● PROBLEM TO SOLVE
Here the requirement is to repeat every record exactly, in full.

——

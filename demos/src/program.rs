//! Uniform sink that stands in for a linked shader program.

use std::collections::HashMap;

use glam::Mat4;
use orrery_graphics::ShaderUniforms;

/// Logs every uniform write and keeps the last value per name.
#[derive(Debug, Default)]
pub struct LoggingProgram {
    label: String,
    values: HashMap<String, Mat4>,
    write_count: usize,
}

impl LoggingProgram {
    pub fn new(label: impl Into<String>) -> Self {
        Self {
            label: label.into(),
            ..Default::default()
        }
    }

    /// Last value written to `name`.
    pub fn uniform(&self, name: &str) -> Option<Mat4> {
        self.values.get(name).copied()
    }

    /// Total writes since creation.
    pub fn write_count(&self) -> usize {
        self.write_count
    }
}

impl ShaderUniforms for LoggingProgram {
    fn set_matrix4(&mut self, name: &str, matrix: &Mat4) {
        log::trace!("{}: set {} = {:?}", self.label, name, matrix.to_cols_array());
        self.values.insert(name.to_string(), *matrix);
        self.write_count += 1;
    }
}

#[cfg(test)]
mod tests {
    use super::*;

    #[test]
    fn test_keeps_last_value() {
        let mut program = LoggingProgram::new("test");
        program.set_matrix4("MVP", &Mat4::IDENTITY);
        program.set_matrix4("MVP", &Mat4::from_scale(glam::Vec3::splat(2.0)));

        assert_eq!(program.write_count(), 2);
        assert_eq!(
            program.uniform("MVP"),
            Some(Mat4::from_scale(glam::Vec3::splat(2.0)))
        );
        assert_eq!(program.uniform("tint"), None);
    }
}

——

● WRITTEN REPLY
filename demos/src/program.rs
//! Uniform sink that stands in for a linked shader program.

use std::collections::HashMap;

use glam::Mat4;
use orrery_graphics::ShaderUniforms;

/// Logs every uniform write and keeps the last value per name.
#[derive(Debug, Default)]
pub struct LoggingProgram {
    label: String,
    values: HashMap<String, Mat4>,
    write_count: usize,
}

impl LoggingProgram {
    pub fn new(label: impl Into<String>) -> Self {
        Self {
            label: label.into(),
            ..Default::default()
        }
    }

    /// Last value written to `name`.
    pub fn uniform(&self, name: &str) -> Option<Mat4> {
        self.values.get(name).copied()
    }

    /// Total writes since creation.
    pub fn write_count(&self) -> usize {
        self.write_count
    }
}

impl ShaderUniforms for LoggingProgram {
    fn set_matrix4(&mut self, name: &str, matrix: &Mat4) {
        log::trace!("{}: set {} = {:?}", self.label, name, matrix.to_cols_array());
        self.values.insert(name.to_string(), *matrix);
        self.write_count += 1;
    }
}

#[cfg(test)]
mod tests {
    use super::*;

    #[test]
    fn test_keeps_last_value() {
        let mut program = LoggingProgram::new("test");
        program.set_matrix4("MVP", &Mat4::IDENTITY);
        program.set_matrix4("MVP", &Mat4::from_scale(glam::Vec3::splat(2.0)));

        assert_eq!(program.write_count(), 2);
        assert_eq!(
            program.uniform("MVP"),
            Some(Mat4::from_scale(glam::Vec3::splat(2.0)))
        );
        assert_eq!(program.uniform("tint"), None);
    }
}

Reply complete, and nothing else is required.